Il 2018 inizia per l’Europa sotto il segno dell’incertezza. Il 2017 è stato un anno pieno di turbolenze: le difficili trattative sulla Brexit, il complesso rapporto con l’amministrazione Trump, che sta rivoluzionando tutti i rapporti diplomatici, e soprattutto la questione delle migrazioni, per le sue difficoltà reali e per le scosse che assesta all’immaginario collettivo, con lo stillicidio delle morti in mare e tutto il corollario di incertezze e di paure. Ma il 2017 è stato anche anno di tempeste elettorali, che hanno messo in difficoltà Angela Merkel, ridimensionato clamorosamente i socialisti francesi, confermato la stabile (ma destabilizzante per l’assetto continentale) influenza di movimenti antieuropei e populisti. La drammatica situazione esplosa in Catalogna ha dimostrato inoltre che l’Unione Europea, in base al suo stesso statuto, poco può fare per dirimere esplosivi conflitti interni ai Paesi aderenti; non è una sorpresa alla luce della conoscenza dei meccanismi istituzionali ma sul piano dell’immaginario collettivo è un altro forte indizio di impotenza.
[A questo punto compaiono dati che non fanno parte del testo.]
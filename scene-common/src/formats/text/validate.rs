//! Referential checks over a scene graph
//!
//! Findings are collected, never raised: callers decide whether warnings
//! are acceptable.

use hashbrown::HashSet;
use scenepack_shared::{Component, SceneGraph};
use serde::Serialize;

#[derive(Debug, Clone, Copy, PartialEq, Eq, Serialize)]
#[serde(rename_all = "lowercase")]
pub enum Severity {
    Error,
    Warning,
}

#[derive(Debug, Clone, PartialEq, Eq, Serialize)]
pub struct ValidationIssue {
    /// Location such as `root`, `nodes[cube]` or `materials[0].normalTexture`
    pub path: String,
    pub message: String,
    pub severity: Severity,
}

#[derive(Debug, Clone, PartialEq, Eq, Serialize)]
pub struct ValidationReport {
    /// `true` when no issue has [`Severity::Error`]
    pub valid: bool,
    pub issues: Vec<ValidationIssue>,
}

impl ValidationReport {
    pub fn errors(&self) -> impl Iterator<Item = &ValidationIssue> {
        self.issues
            .iter()
            .filter(|i| i.severity == Severity::Error)
    }

    pub fn warnings(&self) -> impl Iterator<Item = &ValidationIssue> {
        self.issues
            .iter()
            .filter(|i| i.severity == Severity::Warning)
    }
}

#[derive(Default)]
struct Issues(Vec<ValidationIssue>);

impl Issues {
    fn error(&mut self, path: impl Into<String>, message: impl Into<String>) {
        self.push(path.into(), message.into(), Severity::Error);
    }

    fn warning(&mut self, path: impl Into<String>, message: impl Into<String>) {
        self.push(path.into(), message.into(), Severity::Warning);
    }

    fn push(&mut self, path: String, message: String, severity: Severity) {
        self.0.push(ValidationIssue {
            path,
            message,
            severity,
        });
    }
}

pub fn validate(graph: &SceneGraph) -> ValidationReport {
    let mut issues = Issues::default();

    if graph.version.trim().is_empty() {
        issues.error("version", "missing version");
    }
    if graph.root_node().is_none() {
        issues.error("root", "scene has no root node");
    }

    check_nodes(graph, &mut issues);
    check_materials(graph, &mut issues);
    check_meshes(graph, &mut issues);
    check_buffers(graph, &mut issues);

    let valid = issues.0.iter().all(|i| i.severity != Severity::Error);
    ValidationReport {
        valid,
        issues: issues.0,
    }
}

fn check_nodes(graph: &SceneGraph, issues: &mut Issues) {
    let mut seen = HashSet::new();
    for (id, _) in graph.traverse_pre_order() {
        let Some(node) = graph.node(id) else {
            continue;
        };
        if !seen.insert(node.id.as_str()) {
            issues.error(format!("nodes[{}]", node.id), "duplicate node id");
        }
        for (k, component) in node.components.iter().enumerate() {
            let Component::Mesh { mesh_id, .. } = component else {
                continue;
            };
            if graph.mesh(mesh_id).is_none() {
                issues.warning(
                    format!("nodes[{}].components[{k}]", node.id),
                    format!("unknown mesh '{mesh_id}'"),
                );
            }
        }
    }
}

fn check_materials(graph: &SceneGraph, issues: &mut Issues) {
    let mut seen = HashSet::new();
    for (i, material) in graph.materials.iter().enumerate() {
        if !seen.insert(material.id.as_str()) {
            issues.error(
                format!("materials[{i}]"),
                format!("duplicate material id '{}'", material.id),
            );
        }
        for (slot, tex) in material.texture_slots() {
            if graph.texture(&tex.texture_id).is_none() {
                issues.warning(
                    format!("materials[{i}].{slot}"),
                    format!("unknown texture '{}'", tex.texture_id),
                );
            }
        }
    }
}

fn check_meshes(graph: &SceneGraph, issues: &mut Issues) {
    let accessor_count = graph.accessors.len() as u32;
    for (i, mesh) in graph.meshes.iter().enumerate() {
        for (j, prim) in mesh.primitives.iter().enumerate() {
            if let Some(material) = &prim.material_id {
                if graph.material(material).is_none() {
                    issues.error(
                        format!("meshes[{i}].primitives[{j}].material"),
                        format!("unknown material '{material}'"),
                    );
                }
            }
            for (semantic, &accessor) in &prim.attributes {
                if accessor >= accessor_count {
                    issues.error(
                        format!("meshes[{i}].primitives[{j}].attributes.{semantic}"),
                        format!("accessor {accessor} out of range"),
                    );
                }
            }
            if let Some(indices) = prim.indices.filter(|&a| a >= accessor_count) {
                issues.error(
                    format!("meshes[{i}].primitives[{j}].indices"),
                    format!("accessor {indices} out of range"),
                );
            }
        }
    }
}

fn check_buffers(graph: &SceneGraph, issues: &mut Issues) {
    for (i, accessor) in graph.accessors.iter().enumerate() {
        if accessor.buffer_view as usize >= graph.buffer_views.len() {
            issues.error(
                format!("accessors[{i}].bufferView"),
                format!("buffer view {} out of range", accessor.buffer_view),
            );
        }
    }
    for (i, view) in graph.buffer_views.iter().enumerate() {
        match graph.buffers.get(view.buffer as usize) {
            None => issues.error(
                format!("bufferViews[{i}].buffer"),
                format!("buffer {} out of range", view.buffer),
            ),
            Some(buffer) => {
                let end = view.byte_offset as u64 + view.byte_length as u64;
                if end > buffer.byte_length as u64 {
                    issues.warning(
                        format!("bufferViews[{i}]"),
                        format!(
                            "range ends at byte {end}, past buffer length {}",
                            buffer.byte_length
                        ),
                    );
                }
            }
        }
    }
}
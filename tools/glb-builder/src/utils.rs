//! Utility functions for GLB construction

/// Compute bounding box for positions
///
/// Returns zeroed bounds for an empty slice so accessors never carry
/// infinities into the JSON document.
pub fn compute_bounds(positions: &[[f32; 3]]) -> (Vec<f32>, Vec<f32>) {
    let Some(first) = positions.first() else {
        return (vec![0.0; 3], vec![0.0; 3]);
    };

    let (min, max) = positions.iter().fold((*first, *first), |(mut min, mut max), p| {
        for axis in 0..3 {
            min[axis] = min[axis].min(p[axis]);
            max[axis] = max[axis].max(p[axis]);
        }
        (min, max)
    });
    (min.to_vec(), max.to_vec())
}

/// Align buffer to 4-byte boundary
pub fn align_buffer(buffer: &mut Vec<u8>) {
    pad_to_four(buffer, 0);
}

/// Pad with `fill` until the length is a multiple of 4
pub(crate) fn pad_to_four(buffer: &mut Vec<u8>, fill: u8) {
    let padding = (4 - buffer.len() % 4) % 4;
    buffer.resize(buffer.len() + padding, fill);
}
Del resto il 2017 ci mostra un’Europa in cui non sono in gioco solo i confini, chi è dentro e chi è fuori; sembra proprio che la spinta ideale, l’identità comune del popolo europeo, sia flebile e infiacchita. Alcuni osservatori rilevano però che di fronte alle difficoltà acute degli ultimi mesi, in qualche modo l’Europa ha tenuto, ha mostrato un profilo accorto e responsabile. Le sfide del 2018 non saranno però meno impegnative: il ridimensionamento del programma di acquisto dei titoli da parte della BCE, che aveva dato respiro ad alcune economie in difficoltà, gli inevitabili tagli al bilancio comunitario e la necessità di trovare un’unità di intenti almeno sui dossier più impellenti sono nell’agenda dei prossimi mesi. L’Italia guarda con attenzione a questo scenario che inevitabilmente influenzerà una campagna elettorale già di per sé complessa e prevedibilmente aspra.